Human Glioblastoma is one deadly disease; the median survival time is reported to be 13.9 months after treatment. In the present study, we discovered that DHX33 is highly expressed in 84% of all Glioblastoma multiforme (GBM). Knockdown of DHX33 led to significant reduced proliferation and migration in glioblastoma cells in vitro and in vivo. Mechanistically, DHX33 regulated a set of critical genes involved in cell cycle and cell migration to promote glioblastoma development. Additionally, DHX33 was found to be induced by inhibitors of PI3K and mTOR whose activation has been detected in 50% of glioblastoma. Overexpression of wild type DHX33 protein, but not the helicase dead mutant, confers resistance to mTOR inhibitors in glioblastoma cells. DHX33 probably functions as a critical regulator to promote GBM development. Our results highlight its therapeutic potential in treating GBM.

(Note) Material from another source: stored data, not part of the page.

//! Masked raster to RGBA rendering.

use crate::scheme::{Palette, Rgb, NDVI_PALETTE};
use serde::{Deserialize, Serialize};
use verdure_core::{BBox, Error, MaskedRaster, Result};

/// Display range and palette for a single-band product.
#[derive(Debug, Clone, PartialEq, Serialize, Deserialize)]
#[serde(default)]
pub struct VisParams {
    /// Value mapped to the first palette colour; lower values clamp
    pub min: f64,
    /// Value mapped to the last palette colour; higher values clamp
    pub max: f64,
    /// Hex colours (`RRGGBB`), evenly spaced between `min` and `max`
    pub palette: Vec<String>,
}

impl Default for VisParams {
    fn default() -> Self {
        Self {
            min: 0.0,
            max: 0.8,
            palette: NDVI_PALETTE.iter().map(|h| h.to_string()).collect(),
        }
    }
}

impl VisParams {
    /// Explicit range with the given palette
    pub fn with_range(min: f64, max: f64, palette: &Palette) -> Self {
        Self {
            min,
            max,
            palette: palette.colors().iter().map(Rgb::to_hex).collect(),
        }
    }

    /// Range stretched to the valid samples of `raster`.
    ///
    /// An all-invalid raster falls back to [0, 1]; a constant one gets a
    /// unit-wide range starting at its value.
    pub fn stretched(raster: &MaskedRaster, palette: &Palette) -> Self {
        let stats = raster.statistics();
        let (min, max) = match (stats.min, stats.max) {
            (Some(lo), Some(hi)) if hi - lo > f64::EPSILON => (lo, hi),
            (Some(lo), Some(_)) => (lo, lo + 1.0),
            _ => (0.0, 1.0),
        };
        Self::with_range(min, max, palette)
    }

    /// Fails on a non-finite or empty range or an unparsable palette
    pub fn validate(&self) -> Result<()> {
        if !self.min.is_finite() || !self.max.is_finite() || self.min >= self.max {
            return Err(Error::InvalidParameter {
                name: "vis_params",
                value: format!("min={}, max={}", self.min, self.max),
                reason: "expected finite min < max".into(),
            });
        }
        self.palette().map(|_| ())
    }

    /// Parsed palette
    pub fn palette(&self) -> Result<Palette> {
        Palette::from_hex(&self.palette)
    }
}

/// Render `raster` into a row-major RGBA buffer (`rows * cols * 4` bytes).
///
/// Invalid samples are fully transparent; valid ones are opaque.
pub fn render_rgba(raster: &MaskedRaster, vis: &VisParams) -> Result<Vec<u8>> {
    vis.validate()?;
    let palette = vis.palette()?;
    let inv_range = 1.0 / (vis.max - vis.min);
    let (rows, cols) = raster.shape();

    let mut rgba = vec![0u8; rows * cols * 4];
    for row in 0..rows {
        for col in 0..cols {
            let Some(v) = raster.get(row, col) else {
                continue;
            };
            let offset = (row * cols + col) * 4;
            let Rgb { r, g, b } = palette.evaluate((v - vis.min) * inv_range);
            rgba[offset..offset + 4].copy_from_slice(&[r, g, b, 255]);
        }
    }
    Ok(rgba)
}

/// Crop `raster` to `bbox` (map units of the raster) and render it.
///
/// Returns the buffer together with its (rows, cols).
pub fn render_rgba_clipped(
    raster: &MaskedRaster,
    vis: &VisParams,
    bbox: &BBox,
) -> Result<(Vec<u8>, usize, usize)> {
    let clipped = clip_to_bbox(raster, bbox)?;
    let (rows, cols) = clipped.shape();
    Ok((render_rgba(&clipped, vis)?, rows, cols))
}

/// Crop to the cells whose centres fall inside `bbox`
pub fn clip_to_bbox(raster: &MaskedRaster, bbox: &BBox) -> Result<MaskedRaster> {
    raster.clip(bbox)
}

#[cfg(test)]
mod tests {
    use super::*;
    use verdure_core::{GeoTransform, PixelMask, Raster};

    fn ramp() -> MaskedRaster {
        let mut values = Raster::from_vec(vec![0.0, 0.4, 0.8, 0.9], 2, 2).unwrap();
        values.set_transform(GeoTransform::new(0.0, 2.0, 1.0, -1.0));
        let mask = PixelMask::from_fn(2, 2, |r, c| !(r == 1 && c == 1));
        MaskedRaster::new(values, mask).unwrap()
    }

    #[test]
    fn default_vis_params() {
        let vis = VisParams::default();
        assert_eq!(vis.min, 0.0);
        assert_eq!(vis.max, 0.8);
        assert_eq!(vis.palette.len(), 16);
        assert_eq!(vis.palette[0], "FFFFFF");
        assert_eq!(vis.palette[15], "011301");
        vis.validate().unwrap();
    }

    #[test]
    fn invalid_samples_are_transparent() {
        let rgba = render_rgba(&ramp(), &VisParams::default()).unwrap();
        assert_eq!(rgba.len(), 16);

        // 0.0 -> first colour, opaque
        assert_eq!(&rgba[0..4], &[255, 255, 255, 255]);
        // 0.8 -> last colour
        assert_eq!(&rgba[8..12], &[1, 19, 1, 255]);
        // masked sample
        assert_eq!(&rgba[12..16], &[0, 0, 0, 0]);
    }

    #[test]
    fn values_above_max_clamp() {
        let values = Raster::from_vec(vec![5.0], 1, 1).unwrap();
        let rgba = render_rgba(&MaskedRaster::from_values(values), &VisParams::default()).unwrap();
        assert_eq!(&rgba[..], &[1, 19, 1, 255]);
    }

    #[test]
    fn stretched_range() {
        let vis = VisParams::stretched(&ramp(), &Palette::ndvi());
        // 0.9 is masked out
        assert_eq!(vis.min, 0.0);
        assert_eq!(vis.max, 0.8);

        let empty = MaskedRaster::invalid(2, 2);
        let vis = VisParams::stretched(&empty, &Palette::ndvi());
        assert_eq!((vis.min, vis.max), (0.0, 1.0));
    }

    #[test]
    fn rejects_bad_params() {
        let mut vis = VisParams::default();
        vis.max = vis.min;
        assert!(vis.validate().is_err());

        let vis = VisParams {
            palette: vec!["nothex".into()],
            ..VisParams::default()
        };
        assert!(render_rgba(&ramp(), &vis).is_err());
    }

    #[test]
    fn clipped_render_covers_bbox_only() {
        let (rgba, rows, cols) =
            render_rgba_clipped(&ramp(), &VisParams::default(), &BBox::new(0.0, 1.0, 1.0, 2.0)).unwrap();
        assert_eq!((rows, cols), (1, 1));
        assert_eq!(&rgba[..], &[255, 255, 255, 255]);
    }

    #[test]
    fn vis_params_from_json() {
        let vis: VisParams = serde_json::from_str(r#"{"min": -1.0, "palette": ["000000", "FFFFFF"]}"#).unwrap();
        assert_eq!(vis.min, -1.0);
        assert_eq!(vis.max, 0.8);
        assert_eq!(vis.palette().unwrap().len(), 2);
    }
}
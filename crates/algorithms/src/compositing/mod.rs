//! Temporal compositing
//!
//! - **monthly**: per-pixel maximum of an index band within each calendar
//!   month window (quality mosaic)
//! - **annual**: per-pixel mean of the monthly composites

mod annual;
mod monthly;

pub use annual::{aggregate, annual_mean, mean_composite, AggregateParams, AnnualAggregator, AnnualRaster};
pub use monthly::{
    composite_months, composite_window, quality_mosaic, CompositeParams, MonthlyComposite,
    MonthlyCompositor,
};
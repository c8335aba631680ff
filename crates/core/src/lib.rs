//! # Verdure Core
//!
//! Core types, traits and I/O for the Verdure compositing pipeline.
//!
//! This crate provides:
//! - `Raster<T>`: Generic raster grid type
//! - `PixelMask` / `MaskedRaster`: explicit per-sample validity
//! - `RasterImage` / `ImageCollection`: timestamped multi-band scenes
//! - `GeoTransform`, `CRS`, `BBox` and map projections
//! - Calendar month windows for temporal grouping
//! - I/O for GeoTIFF bands and scene manifests

pub mod bbox;
pub mod crs;
pub mod error;
pub mod image;
pub mod io;
pub mod raster;
pub mod time;

pub use bbox::BBox;
pub use crs::{Projection, CRS};
pub use error::{Error, Result};
pub use image::{Band, ImageCollection, ImageSource, RasterImage};
pub use raster::{GeoTransform, MaskedRaster, PixelMask, Raster, RasterElement};
pub use time::MonthWindow;

/// Prelude for convenient imports
pub mod prelude {
    pub use crate::bbox::BBox;
    pub use crate::crs::CRS;
    pub use crate::error::{Error, Result};
    pub use crate::image::{ImageCollection, ImageSource, RasterImage};
    pub use crate::raster::{GeoTransform, MaskedRaster, PixelMask, Raster, RasterElement};
    pub use crate::time::MonthWindow;
    pub use crate::Algorithm;
}

/// Core trait for the pipeline stages.
///
/// Stages are pure functions that transform input data according to parameters.
pub trait Algorithm {
    /// Input type for the algorithm
    type Input;
    /// Output type for the algorithm
    type Output;
    /// Parameters controlling algorithm behavior
    type Params: Default;
    /// Error type for algorithm execution
    type Error: std::error::Error;

    /// Returns the algorithm name
    fn name(&self) -> &'static str;

    /// Returns a description of what the algorithm does
    fn description(&self) -> &'static str;

    /// Execute the algorithm
    fn execute(&self, input: Self::Input, params: Self::Params) -> std::result::Result<Self::Output, Self::Error>;

    /// Execute with default parameters
    fn execute_default(&self, input: Self::Input) -> std::result::Result<Self::Output, Self::Error> {
        self.execute(input, Self::Params::default())
    }
}
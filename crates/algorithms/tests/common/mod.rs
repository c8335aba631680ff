//! Scene builders shared by the integration tests
#![allow(dead_code)]

use chrono::{DateTime, TimeZone, Utc};
use verdure_core::crs::METERS_PER_DEGREE;
use verdure_core::raster::{GeoTransform, MaskedRaster, Raster};
use verdure_core::{RasterImage, CRS};

pub const ROWS: usize = 6;
pub const COLS: usize = 5;

/// Pixel size matching a 10 m target scale, so resampling is an identity
pub fn pixel() -> f64 {
    10.0 / METERS_PER_DEGREE
}

pub fn transform() -> GeoTransform {
    GeoTransform::new(48.2, 31.0, pixel(), -pixel())
}

pub fn ts(y: i32, m: u32, d: u32) -> DateTime<Utc> {
    Utc.with_ymd_and_hms(y, m, d, 7, 30, 0).unwrap()
}

pub fn band_with(f: impl Fn(usize, usize) -> f64) -> MaskedRaster {
    let mut r = Raster::new(ROWS, COLS);
    for row in 0..ROWS {
        for col in 0..COLS {
            r.set(row, col, f(row, col)).unwrap();
        }
    }
    r.set_transform(transform());
    r.set_crs(Some(CRS::wgs84()));
    MaskedRaster::from_values(r)
}

pub fn constant(v: f64) -> MaskedRaster {
    band_with(|_, _| v)
}

/// Digital numbers (B8, B4) whose NDVI is `ndvi` after scaling
pub fn dn_for(ndvi: f64) -> (f64, f64) {
    let total = 2000.0;
    let nir = total * (1.0 + ndvi) / 2.0;
    (nir, total - nir)
}

/// Scene with uniform NDVI, clear everywhere, masked through SCL
pub struct SceneBuilder {
    id: String,
    timestamp: DateTime<Utc>,
    ndvi: Box<dyn Fn(usize, usize) -> f64>,
    qa: Option<Box<dyn Fn(usize, usize) -> f64>>,
    scl: Option<Box<dyn Fn(usize, usize) -> f64>>,
    skip_b8: bool,
    transform: GeoTransform,
    crs: Option<CRS>,
}

impl SceneBuilder {
    pub fn new(id: &str, timestamp: DateTime<Utc>, ndvi: f64) -> Self {
        Self {
            id: id.to_string(),
            timestamp,
            ndvi: Box::new(move |_, _| ndvi),
            qa: None,
            scl: Some(Box::new(|_, _| 4.0)),
            skip_b8: false,
            transform: transform(),
            crs: Some(CRS::wgs84()),
        }
    }

    pub fn ndvi_fn(mut self, f: impl Fn(usize, usize) -> f64 + 'static) -> Self {
        self.ndvi = Box::new(f);
        self
    }

    pub fn qa(mut self, f: impl Fn(usize, usize) -> f64 + 'static) -> Self {
        self.qa = Some(Box::new(f));
        self
    }

    pub fn scl(mut self, f: impl Fn(usize, usize) -> f64 + 'static) -> Self {
        self.scl = Some(Box::new(f));
        self
    }

    pub fn no_scl(mut self) -> Self {
        self.scl = None;
        self
    }

    pub fn without_nir(mut self) -> Self {
        self.skip_b8 = true;
        self
    }

    pub fn shifted(mut self) -> Self {
        self.transform = GeoTransform::new(48.3, 31.0, pixel(), -pixel());
        self
    }

    /// Grid moved `cols` pixels east of the shared grid
    pub fn offset_cols(mut self, cols: f64) -> Self {
        self.transform = GeoTransform::new(48.2 + cols * pixel(), 31.0, pixel(), -pixel());
        self
    }

    pub fn without_crs(mut self) -> Self {
        self.crs = None;
        self
    }

    pub fn build(self) -> RasterImage {
        let tf = self.transform;
        let crs = self.crs.clone();
        let place = |b: MaskedRaster| {
            let mut b = b;
            b.set_transform(tf);
            b.set_crs(crs.clone());
            b
        };
        let ndvi = &self.ndvi;
        let b8 = place(band_with(|r, c| dn_for(ndvi(r, c)).0));
        let b4 = place(band_with(|r, c| dn_for(ndvi(r, c)).1));

        let mut img = RasterImage::new(self.id, self.timestamp)
            .with_band("B2", place(constant(500.0)))
            .unwrap()
            .with_band("B4", b4)
            .unwrap();
        if !self.skip_b8 {
            img = img.with_band("B8", b8).unwrap();
        }
        if let Some(qa) = &self.qa {
            img = img.with_band("QA60", place(band_with(|r, c| qa(r, c)))).unwrap();
        }
        if let Some(scl) = &self.scl {
            img = img.with_band("SCL", place(band_with(|r, c| scl(r, c)))).unwrap();
        }
        img
    }
}
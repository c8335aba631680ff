//! Raster data structures and operations

mod element;
mod geotransform;
mod grid;
mod mask;
mod masked;

pub use element::RasterElement;
pub use geotransform::GeoTransform;
pub use grid::Raster;
pub use mask::PixelMask;
pub use masked::{MaskedRaster, MaskedStatistics, NODATA};
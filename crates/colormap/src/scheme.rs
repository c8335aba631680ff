//! Colour palettes and the multi-stop interpolation engine.

use std::fmt;
use std::str::FromStr;
use verdure_core::{Error, Result};

/// RGB color as (r, g, b) with values in 0..=255.
#[derive(Debug, Clone, Copy, PartialEq, Eq)]
pub struct Rgb {
    pub r: u8,
    pub g: u8,
    pub b: u8,
}

impl Rgb {
    pub const fn new(r: u8, g: u8, b: u8) -> Self {
        Self { r, g, b }
    }

    /// Parse `RRGGBB`, with or without a leading `#`
    pub fn from_hex(hex: &str) -> Result<Self> {
        let digits = hex.trim().trim_start_matches('#');
        let invalid = || Error::InvalidParameter {
            name: "palette",
            value: hex.to_string(),
            reason: "expected a six digit hex colour".into(),
        };
        if digits.len() != 6 || !digits.is_ascii() {
            return Err(invalid());
        }
        let channel = |i: usize| u8::from_str_radix(&digits[i..i + 2], 16).map_err(|_| invalid());
        Ok(Self::new(channel(0)?, channel(2)?, channel(4)?))
    }

    /// Upper-case `RRGGBB`
    pub fn to_hex(&self) -> String {
        format!("{:02X}{:02X}{:02X}", self.r, self.g, self.b)
    }
}

impl fmt::Display for Rgb {
    fn fmt(&self, f: &mut fmt::Formatter<'_>) -> fmt::Result {
        write!(f, "#{}", self.to_hex())
    }
}

/// NDVI ramp: bare soil and water at the low end, dense canopy at the top.
pub const NDVI_PALETTE: [&str; 16] = [
    "FFFFFF", "CE7E45", "DF923D", "F1B555", "FCD163", "99B718", "74A901", "66A000",
    "529400", "3E8601", "207401", "056201", "004C00", "023B01", "011D01", "011301",
];

const WATER_PALETTE: [&str; 5] = ["F0F9FF", "BAE4FA", "50B4E6", "1E78C8", "08306B"];

const DIVERGENT_PALETTE: [&str; 5] = ["2166AC", "67A9CF", "F7F7F7", "EF8A62", "B2182B"];

const GRAYSCALE_PALETTE: [&str; 2] = ["000000", "FFFFFF"];

/// Evenly spaced colour stops.
///
/// Position `t` in [0, 1] falls between stops `floor(t * (n - 1))` and the
/// next one and is interpolated linearly; values outside [0, 1] clamp to the
/// end colours.
#[derive(Debug, Clone, PartialEq, Eq)]
pub struct Palette {
    colors: Vec<Rgb>,
}

impl Palette {
    /// Build from explicit colours; at least one is required
    pub fn new(colors: Vec<Rgb>) -> Result<Self> {
        if colors.is_empty() {
            return Err(Error::InvalidParameter {
                name: "palette",
                value: "[]".into(),
                reason: "palette needs at least one colour".into(),
            });
        }
        Ok(Self { colors })
    }

    /// Parse a list of hex colours
    pub fn from_hex<I, S>(hex: I) -> Result<Self>
    where
        I: IntoIterator<Item = S>,
        S: AsRef<str>,
    {
        let colors = hex
            .into_iter()
            .map(|h| Rgb::from_hex(h.as_ref()))
            .collect::<Result<Vec<_>>>()?;
        Self::new(colors)
    }

    /// The 16-stop NDVI palette
    pub fn ndvi() -> Self {
        Self::from_static(&NDVI_PALETTE)
    }

    fn from_static(hex: &[&str]) -> Self {
        let colors = hex.iter().filter_map(|h| Rgb::from_hex(h).ok()).collect();
        Self { colors }
    }

    pub fn colors(&self) -> &[Rgb] {
        &self.colors
    }

    pub fn len(&self) -> usize {
        self.colors.len()
    }

    pub fn is_empty(&self) -> bool {
        self.colors.is_empty()
    }

    /// Colour at normalised position `t`
    pub fn evaluate(&self, t: f64) -> Rgb {
        let n = self.colors.len();
        if n == 1 || t.is_nan() || t <= 0.0 {
            return self.colors[0];
        }
        if t >= 1.0 {
            return self.colors[n - 1];
        }
        let pos = t * (n - 1) as f64;
        let i = (pos.floor() as usize).min(n - 2);
        lerp_color(self.colors[i], self.colors[i + 1], pos - i as f64)
    }
}

fn lerp(a: f64, b: f64, t: f64) -> f64 {
    a + (b - a) * t
}

fn lerp_color(c1: Rgb, c2: Rgb, t: f64) -> Rgb {
    Rgb::new(
        lerp(c1.r as f64, c2.r as f64, t).round() as u8,
        lerp(c1.g as f64, c2.g as f64, t).round() as u8,
        lerp(c1.b as f64, c2.b as f64, t).round() as u8,
    )
}

/// Named palettes selectable from the command line.
#[derive(Debug, Clone, Copy, PartialEq, Eq, Hash)]
pub enum ColorScheme {
    /// White -> tan -> green (vegetation indices)
    Ndvi,
    /// White -> cyan -> blue (water indices)
    Water,
    /// Blue -> white -> red (signed differences such as NBR)
    Divergent,
    /// Black -> White
    Grayscale,
}

impl ColorScheme {
    pub const ALL: &[ColorScheme] = &[Self::Ndvi, Self::Water, Self::Divergent, Self::Grayscale];

    /// Human-readable name.
    pub fn name(&self) -> &'static str {
        match self {
            Self::Ndvi => "ndvi",
            Self::Water => "water",
            Self::Divergent => "divergent",
            Self::Grayscale => "grayscale",
        }
    }

    /// Hex colours of this scheme
    pub fn hex(&self) -> &'static [&'static str] {
        match self {
            Self::Ndvi => &NDVI_PALETTE,
            Self::Water => &WATER_PALETTE,
            Self::Divergent => &DIVERGENT_PALETTE,
            Self::Grayscale => &GRAYSCALE_PALETTE,
        }
    }

    pub fn palette(&self) -> Palette {
        Palette::from_static(self.hex())
    }
}

impl FromStr for ColorScheme {
    type Err = Error;

    fn from_str(s: &str) -> Result<Self> {
        Self::ALL
            .iter()
            .copied()
            .find(|scheme| scheme.name().eq_ignore_ascii_case(s.trim()))
            .ok_or_else(|| Error::InvalidParameter {
                name: "scheme",
                value: s.to_string(),
                reason: "expected one of ndvi, water, divergent, grayscale".into(),
            })
    }
}
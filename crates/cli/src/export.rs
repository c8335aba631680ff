//! Background GeoTIFF export with a start/poll task handle

use anyhow::{bail, Context, Result};
use serde::{Deserialize, Serialize};
use std::fmt;
use std::path::{Path, PathBuf};
use std::str::FromStr;
use std::sync::{Arc, Mutex};
use std::thread::JoinHandle;
use tracing::{debug, info};
use verdure_algorithms::resample::{resample, ResampleMethod, ResampleParams};
use verdure_core::crs::METERS_PER_DEGREE;
use verdure_core::io::write_masked_geotiff;
use verdure_core::{BBox, MaskedRaster, Projection};

/// Output container of an export
#[derive(Debug, Clone, Copy, PartialEq, Eq, Default, Serialize, Deserialize)]
pub enum FileFormat {
    #[default]
    GeoTIFF,
}

impl FromStr for FileFormat {
    type Err = anyhow::Error;

    fn from_str(s: &str) -> Result<Self> {
        match s.to_ascii_lowercase().as_str() {
            "geotiff" | "tif" | "tiff" => Ok(Self::GeoTIFF),
            other => bail!("unsupported export format '{other}' (only GeoTIFF is available)"),
        }
    }
}

/// Where and how an export is written.
///
/// `region` is in longitude/latitude degrees and is reprojected into the
/// raster's CRS before clipping. `scale` is in metres per pixel; the raster is
/// resampled when it differs from the raster's own pixel size.
#[derive(Debug, Clone, PartialEq, Serialize, Deserialize)]
#[serde(default)]
pub struct ExportParams {
    pub description: String,
    pub folder: PathBuf,
    pub file_name_prefix: String,
    pub scale: f64,
    pub region: BBox,
    pub file_format: FileFormat,
    pub max_pixels: u64,
}

impl Default for ExportParams {
    fn default() -> Self {
        Self {
            description: "NDVI_Annual_Mean_Export".into(),
            folder: PathBuf::from("GEE_Exports"),
            file_name_prefix: "NDVI_mean_2023".into(),
            scale: 10.0,
            region: BBox::new(48.180, 30.859, 48.364, 31.080),
            file_format: FileFormat::GeoTIFF,
            max_pixels: 10_000_000_000,
        }
    }
}

impl ExportParams {
    /// `<folder>/<file_name_prefix>.tif`
    pub fn output_path(&self) -> PathBuf {
        self.folder.join(format!("{}.tif", self.file_name_prefix))
    }
}

/// Lifecycle of an [`ExportTask`]
#[derive(Debug, Clone, PartialEq, Eq)]
pub enum TaskState {
    Ready,
    Running,
    Completed(PathBuf),
    Failed(String),
}

impl TaskState {
    pub fn is_finished(&self) -> bool {
        matches!(self, Self::Completed(_) | Self::Failed(_))
    }
}

impl fmt::Display for TaskState {
    fn fmt(&self, f: &mut fmt::Formatter<'_>) -> fmt::Result {
        match self {
            Self::Ready => write!(f, "READY"),
            Self::Running => write!(f, "RUNNING"),
            Self::Completed(path) => write!(f, "COMPLETED ({})", path.display()),
            Self::Failed(msg) => write!(f, "FAILED ({msg})"),
        }
    }
}

/// Handle for a single export.
///
/// Created in [`TaskState::Ready`]; [`start`](Self::start) prepares the
/// raster on the calling thread and writes it on a worker thread.
pub struct ExportTask {
    raster: MaskedRaster,
    params: ExportParams,
    state: Arc<Mutex<TaskState>>,
    worker: Option<JoinHandle<()>>,
}

impl ExportTask {
    pub fn new(raster: MaskedRaster, params: ExportParams) -> Self {
        Self {
            raster,
            params,
            state: Arc::new(Mutex::new(TaskState::Ready)),
            worker: None,
        }
    }

    pub fn params(&self) -> &ExportParams {
        &self.params
    }

    /// Clip, check the pixel budget and begin writing.
    ///
    /// Preparation errors are returned directly and leave the task `Ready`;
    /// write errors surface later as [`TaskState::Failed`].
    pub fn start(&mut self) -> Result<()> {
        if self.poll() != TaskState::Ready {
            bail!("export '{}' was already started", self.params.description);
        }

        let prepared = prepare(&self.raster, &self.params)
            .with_context(|| format!("Failed to prepare export '{}'", self.params.description))?;
        let path = self.params.output_path();
        info!(
            task = %self.params.description,
            path = %path.display(),
            rows = prepared.rows(),
            cols = prepared.cols(),
            "export started"
        );

        set_state(&self.state, TaskState::Running);
        let state = Arc::clone(&self.state);
        self.worker = Some(std::thread::spawn(move || {
            let outcome = write_export(&prepared, &path);
            let next = match outcome {
                Ok(()) => TaskState::Completed(path),
                Err(e) => TaskState::Failed(format!("{e:#}")),
            };
            debug!(state = %next, "export finished");
            set_state(&state, next);
        }));
        Ok(())
    }

    /// Current state, without blocking on the worker
    pub fn poll(&self) -> TaskState {
        match self.state.lock() {
            Ok(guard) => guard.clone(),
            Err(poisoned) => poisoned.into_inner().clone(),
        }
    }

    /// Block until the worker finishes and return the final state
    pub fn wait(&mut self) -> TaskState {
        if let Some(worker) = self.worker.take() {
            if worker.join().is_err() {
                set_state(&self.state, TaskState::Failed("export worker panicked".into()));
            }
        }
        self.poll()
    }
}

fn set_state(state: &Mutex<TaskState>, next: TaskState) {
    match state.lock() {
        Ok(mut guard) => *guard = next,
        Err(poisoned) => *poisoned.into_inner() = next,
    }
}

fn write_export(raster: &MaskedRaster, path: &Path) -> Result<()> {
    if let Some(parent) = path.parent() {
        std::fs::create_dir_all(parent)
            .with_context(|| format!("Failed to create {}", parent.display()))?;
    }
    write_masked_geotiff(raster, path).context("Failed to write GeoTIFF")
}

/// Resample to the export scale if needed, clip to the region and enforce
/// `max_pixels`.
fn prepare(raster: &MaskedRaster, params: &ExportParams) -> Result<MaskedRaster> {
    params.region.validate()?;
    if !params.scale.is_finite() || params.scale <= 0.0 {
        bail!("export scale must be a positive number of metres, got {}", params.scale);
    }

    let crs = raster.crs().context("raster has no CRS")?;
    let projection = Projection::from_crs(crs)?;
    let epsg = crs.epsg().context("raster CRS has no EPSG code")?;

    let current_scale = if projection.is_geographic() {
        raster.transform().cell_size() * METERS_PER_DEGREE
    } else {
        raster.transform().cell_size()
    };
    let scaled;
    let source = if (current_scale - params.scale).abs() > 1e-6 * params.scale {
        debug!(from = current_scale, to = params.scale, "resampling for export");
        scaled = resample(
            raster,
            &ResampleParams {
                target_epsg: epsg,
                scale: params.scale,
                method: ResampleMethod::Nearest,
                max_pixels: params.max_pixels,
            },
        )?;
        &scaled
    } else {
        raster
    };

    let region = params
        .region
        .reproject(&Projection::Geographic, &projection, 21)
        .context("region cannot be expressed in the raster CRS")?;
    let clipped = source.clip(&region)?;

    let pixels = (clipped.rows() * clipped.cols()) as u64;
    if pixels > params.max_pixels {
        bail!(
            "export of {pixels} pixels exceeds max_pixels = {}",
            params.max_pixels
        );
    }
    Ok(clipped)
}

人胶质母细胞瘤是一种致命的疾病。据报道中位生存时间为治疗后13.9个月。在本研究中，我们发现DHX33在所有多形胶质母细胞瘤（GBM）中84％高表达。敲低DHX33导致胶质母细胞瘤细胞体外和体内增殖和迁移明显减少。从机制上讲，DHX33调节了一组与细胞周期和细胞迁移有关的关键基因，以促进胶质母细胞瘤的发展。此外，发现DHX33被PI3K和mTOR抑制剂诱导，其抑制剂已在50％的胶质母细胞瘤中被检测到。野生型DHX33蛋白的过表达，而不是解旋酶死亡的突变体，在成胶质细胞瘤细胞中赋予了对mTOR抑制剂的抗性。DHX33可能是促进GBM发展的关键调节剂。我们的结果突出了其在治疗GBM中的治疗潜力。